However, in the case of the light fixture unit 800 of Patent Document 1, the special light source 801 having the light intensity distribution in which light is dispersed in a right and left direction, and the two lenses (light guide bodies) of the inner lens 802 and the outer lens 803 are required. As a result, high costs are required.
Meanwhile, in the case of the light fixture unit 900 of Patent Document 2, though the special light source or two light guide bodies are not necessary, there is a problem that the first reflection surfaces 902A, 902A which do not emit light (emits no light) have large sizes in the right and left direction because the light emitted radially from the light source 901 enters directly into the light guide body 902 and then is reflected on the first reflection surfaces 902A, 902A having the form of paraboloid of revolution. As a result, a dark portion at a central region of the light fixture unit 900 becomes large when being seen from the front, and the light has difficulty in being recognized as having a linear shape.
SUMMARY
According to an aspect of the presently disclosed subject matter a lighting fixture unit can be configured to emit light in a precise linear shape at a low cost compared with a conventional lighting fixture unit.
According to another aspect of the disclosed subject matter, there is provided a light fixture unit that can include:
a light source which has an optical axis extends forward; and
a light guide body including
a light incident portion which is disposed at a front of the light source so as to extend in a first direction perpendicular to the optical axis and provided to protrude from a first surface toward the light source so as to face the light source,
a light exit portion which is formed to be elongated in the first direction on a second surface which is an opposite surface with respect to the first surface, and
a light guide portion which guides light from the light incident portion to the light exit portion, wherein
the light incident unit makes light emitted from the light source enter into the light guide body while converting the light into parallel light in a second direction along the optical axis, and
the light guide portion includes
a pair of second reflection surfaces which are disposed to provide a recess on the second surface so as to be located in the second direction with respect to the light incident portion, each of which second reflection surfaces is inclined at 45 degrees with respect to the optical axis outward in the first direction individually, and
a plurality of third reflection surfaces which make light reflected internally on the pair of second reflection surfaces in the first direction reflected internally in the second direction toward the light exit portion.

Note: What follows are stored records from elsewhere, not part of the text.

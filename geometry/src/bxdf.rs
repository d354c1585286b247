use crate::microfacet::TrowbridgeReitz;
use enum_dispatch::enum_dispatch;
use math::float::{Float, INV_PI};
use math::hcm::{self, Vec3};
use math::prob::Prob;
use radiometry::color::Color;
use std::f32::consts::{FRAC_PI_2, FRAC_PI_4, PI};

/// Unit-length direction in the local shading frame, where +z is the shading normal.
///
/// All trigonometric helpers assume the direction is normalized. Spherical angles follow the
/// usual convention: theta is measured from +z, phi from +x around +z.
#[derive(Debug, Clone, Copy, PartialEq)]
pub struct Omega(pub Vec3);

impl Omega {
    pub fn new(x: f32, y: f32, z: f32) -> Self {
        Self(Vec3::new(x, y, z))
    }
    pub fn normalize(x: f32, y: f32, z: f32) -> Self {
        Self(hcm::normalize(x, y, z))
    }
    /// The local +z direction.
    pub fn normal() -> Self {
        Self(Vec3::Z)
    }

    pub fn x(&self) -> f32 {
        self.0.x
    }
    pub fn y(&self) -> f32 {
        self.0.y
    }
    pub fn z(&self) -> f32 {
        self.0.z
    }

    pub fn cos_theta(&self) -> f32 {
        self.0.z
    }
    pub fn cos2_theta(&self) -> f32 {
        self.0.z.powi(2)
    }
    pub fn sin2_theta(&self) -> f32 {
        (1.0 - self.cos2_theta()).max(0.0)
    }
    pub fn sin_theta(&self) -> f32 {
        self.sin2_theta().sqrt()
    }
    pub fn tan2_theta(&self) -> f32 {
        self.sin2_theta() / self.cos2_theta()
    }

    pub fn cos_phi(&self) -> f32 {
        let sin_theta = self.sin_theta();
        if sin_theta == 0.0 {
            1.0
        } else {
            (self.0.x / sin_theta).clamp(-1.0, 1.0)
        }
    }
    pub fn sin_phi(&self) -> f32 {
        let sin_theta = self.sin_theta();
        if sin_theta == 0.0 {
            0.0
        } else {
            (self.0.y / sin_theta).clamp(-1.0, 1.0)
        }
    }
    pub fn cos2_phi(&self) -> f32 {
        self.cos_phi().powi(2)
    }
    pub fn sin2_phi(&self) -> f32 {
        self.sin_phi().powi(2)
    }

    pub fn dot(self, other: Self) -> f32 {
        self.0.dot(other.0)
    }

    /// Flips `self` if it is not on the same side as `other`.
    pub fn face_forward(self, other: Self) -> Self {
        Self(self.0.face_forward(other.0))
    }

    pub fn same_hemisphere(self, other: Self) -> bool {
        self.0.z * other.0.z > 0.0
    }

    /// Mirrors the direction across the local normal.
    pub fn reflected(self) -> Self {
        Self::new(-self.0.x, -self.0.y, self.0.z)
    }

    /// Cuts the upper hemisphere into `count` x `4 * count` cells of equal angular span and
    /// returns the direction at the center of each cell, along with the (d_theta, d_phi) span.
    pub fn tesselate_hemi(count: usize) -> (Vec<Omega>, (f32, f32)) {
        let d_theta = FRAC_PI_2 / count as f32;
        let d_phi = 2.0 * PI / (4 * count) as f32;
        let mut dirs = Vec::with_capacity(4 * count * count);
        for i in 0..count {
            let theta = (i as f32 + 0.5) * d_theta;
            for j in 0..4 * count {
                let phi = (j as f32 + 0.5) * d_phi;
                dirs.push(Omega(hcm::spherical_direction(theta.sin(), theta.cos(), phi)));
            }
        }
        (dirs, (d_theta, d_phi))
    }
}

impl std::ops::Neg for Omega {
    type Output = Self;
    fn neg(self) -> Self {
        Self(-self.0)
    }
}

impl std::fmt::Display for Omega {
    fn fmt(&self, f: &mut std::fmt::Formatter<'_>) -> std::fmt::Result {
        write!(f, "ω{}", self.0)
    }
}

/// Maps a point in the unit square to the unit disk, preserving relative areas.
pub fn concentric_sample_disk(uv: (f32, f32)) -> (f32, f32) {
    let x = uv.0 * 2.0 - 1.0;
    let y = uv.1 * 2.0 - 1.0;
    if x == 0.0 && y == 0.0 {
        return (0.0, 0.0);
    }
    let (r, theta) = if x.abs() > y.abs() {
        (x, FRAC_PI_4 * (y / x))
    } else {
        (y, FRAC_PI_2 - FRAC_PI_4 * (x / y))
    };
    let (sin_theta, cos_theta) = theta.sin_cos();
    (r * cos_theta, r * sin_theta)
}

/// Samples a direction on the upper hemisphere with density proportional to `cos_theta`.
pub fn cos_sample_hemisphere(uv: (f32, f32)) -> Omega {
    let (x, y) = concentric_sample_disk(uv);
    let z = 1.0f32.cathetus(x.hypot(y));
    Omega::new(x, y, z)
}

pub fn cos_hemisphere_pdf(w: Omega) -> f32 {
    w.cos_theta().abs() * INV_PI
}

pub fn uniform_sample_sphere(uv: (f32, f32)) -> Vec3 {
    let z = 1.0 - 2.0 * uv.0;
    let r = 1.0f32.cathetus(z);
    let phi = 2.0 * PI * uv.1;
    Vec3::new(r * phi.cos(), r * phi.sin(), z)
}

pub const UNIFORM_SPHERE_PDF: f32 = math::float::INV_4PI;

#[derive(Debug, Clone, Copy, PartialEq, Eq)]
pub enum SmoothnessType {
    Diffuse,
    Glossy,
    Specular,
}

#[derive(Debug, Clone, Copy, PartialEq, Eq)]
pub enum IntrusionType {
    Reflection,
    Transmission,
    ReflectTransmit,
}

#[derive(Debug, Clone, Copy, PartialEq, Eq)]
pub struct BxDFType {
    pub intrusion: IntrusionType,
    pub smooth: SmoothnessType,
}

impl BxDFType {
    pub fn is_specular(&self) -> bool {
        self.smooth == SmoothnessType::Specular
    }
    pub fn has_transmission(&self) -> bool {
        self.intrusion != IntrusionType::Reflection
    }
}

/// Describes the ray scattering behaviors in a probabilistic way. All vectors involved are in the
/// intersection coordinate system: +Z being the normal vector. To interact with the models, one
/// should convert the outgoing/incident directions to local coordinates.
///
/// BSDF plays a key role in the rendering integration:
/// ```ignore
///             /
/// L_o - L_e = | L(wi) * f(wo, wi) * abscos(wi) d(wi)
///            / Sphere
/// ```
/// By Monte-Carlo integration, the integral is estimated as the expectation of the following:
/// ```ignore
/// L_o - L_e = L(wi) * f(wo, wi) * abscos(wi) / pdf(wi)
/// ```
/// where `wi` is a randomly generated unit-length 3D vector, denoting the incident direction.
///
/// Specular models return black from `eval()` and zero from `pdf()`; their `sample()` returns a
/// [`Prob::Mass`] carrying the probability of choosing the returned discrete direction.
#[enum_dispatch]
pub trait BxDF {
    fn get_type(&self) -> BxDFType;

    /// Evaluates the BSDF function at given in-out angles.
    fn eval(&self, wo: Omega, wi: Omega) -> Color;

    /// Produces an incident direction given the outgoing direction, consuming up to three
    /// uniform random numbers. Returns the BSDF value, the sampled direction and its probability.
    /// A zero-valued or zero-probability result means the sample should be discarded.
    fn sample(&self, wo: Omega, rnd: (f32, f32, f32)) -> (Color, Omega, Prob);

    /// Density of `sample()` producing `wi`, with respect to solid angle.
    fn pdf(&self, wo: Omega, wi: Omega) -> f32;
}

#[enum_dispatch(BxDF)]
#[derive(Debug, Clone)]
pub enum BXDF {
    SpecularReflection,
    FresnelSpecular,
    RoughDielectric,
    LambertianReflection,
}

fn null_sample() -> (Color, Omega, Prob) {
    (Color::black(), Omega::normal(), Prob::Density(0.0))
}

#[derive(Debug, Clone, Copy, PartialEq)]
pub enum Fresnel {
    /// Reflects everything.
    Nop,
    Dielectric { eta_i: f32, eta_t: f32 },
}

impl Fresnel {
    pub fn dielectric(eta_i: f32, eta_t: f32) -> Self {
        Self::Dielectric { eta_i, eta_t }
    }

    /// Computes ratio of reflected radiance from the surface scattering.
    /// If `cos_theta_i` is negative, then the refractive index will be inverted before calculation.
    pub fn refl_coeff(&self, cos_theta_i: f32) -> f32 {
        match *self {
            Self::Nop => 1.0,
            Self::Dielectric { eta_i, eta_t } => {
                let cos_theta_i = cos_theta_i.clamp(-1.0, 1.0);
                let (eta_i, eta_t, cos_theta_i) = if cos_theta_i > 0.0 {
                    (eta_i, eta_t, cos_theta_i)
                } else {
                    (eta_t, eta_i, -cos_theta_i)
                };

                let sin_theta_i = 1.0f32.cathetus(cos_theta_i);
                let sin_theta_t = eta_i / eta_t * sin_theta_i;
                if sin_theta_t >= 1.0 {
                    return 1.0;
                }
                let cos_theta_t = 1.0f32.cathetus(sin_theta_t);
                // perp  /n_i cos_i - n_t cos_t\ 2  parl  /n_i cos_t - n_t cos_i\ 2
                // R_s = |---------------------|    R_p = |---------------------|
                //       \n_i cos_i + n_t cos_t/          \n_i cos_t + n_t cos_i/
                let r_perpendicular = (eta_i * cos_theta_i - eta_t * cos_theta_t)
                    / (eta_i * cos_theta_i + eta_t * cos_theta_t);
                let r_parallel = (eta_t * cos_theta_i - eta_i * cos_theta_t)
                    / (eta_t * cos_theta_i + eta_i * cos_theta_t);
                (r_parallel.powi(2) + r_perpendicular.powi(2)) * 0.5
            }
        }
    }
}

// ---------------------------

/// BSDF that represents specular reflection. All transmission energy is absorbed.
///
/// `sample()` returns perfect reflected direction across the normal (z-axis in the local
/// coordinate), and uses the underlying Fresnel model to modulate the reflectivity.
#[derive(Debug, Clone)]
pub struct SpecularReflection {
    albedo: Color,
    fresnel: Fresnel,
}

impl SpecularReflection {
    pub fn new(albedo: Color, fresnel: Fresnel) -> Self {
        Self { albedo, fresnel }
    }
}

impl BxDF for SpecularReflection {
    fn get_type(&self) -> BxDFType {
        BxDFType {
            intrusion: IntrusionType::Reflection,
            smooth: SmoothnessType::Specular,
        }
    }

    fn eval(&self, _wo: Omega, _wi: Omega) -> Color {
        Color::black()
    }

    fn sample(&self, wo: Omega, _rnd: (f32, f32, f32)) -> (Color, Omega, Prob) {
        let wi = wo.reflected();
        let cos_theta = wi.cos_theta();
        if cos_theta == 0.0 {
            return null_sample();
        }
        let f = self.albedo * self.fresnel.refl_coeff(cos_theta) / cos_theta.abs();
        (f, wi, Prob::Mass(1.0))
    }

    fn pdf(&self, _wo: Omega, _wi: Omega) -> f32 {
        0.0
    }
}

BRIEF DESCRIPTION OF THE DRAWINGS
The above and other advantages and features of the presently disclosed subject matter will become more fully understood from the detailed description given hereinbelow and the appended drawings which are given by way of illustration only, and thus are not intended as a definition of the limits of the presently disclosed subject matter, and wherein:
FIG. 1 is a front view showing a light fixture unit according to an embodiment;
FIG. 2A is a cross-section view of FIG. 1 along line II-II;
FIG. 2B is a cross-section view of FIG. 1 along line III-III;
FIG. 3 is a view for explaining optical paths in the light fixture unit;
FIG. 4 is a cross-section view of an another example of the light fixture unit;
FIG. 5A is a view for explaining a conventional light fixture unit; and
FIG. 5B is a view for explaining a conventional light fixture unit.
DETAILED DESCRIPTION OF EXEMPLARY EMBODIMENTS
In the following, an embodiment of the presently disclosed subject matter will be described with reference to the drawings. In this regard, however, the scope of the presently disclosed subject matter is not limited to the following embodiment and illustrated examples.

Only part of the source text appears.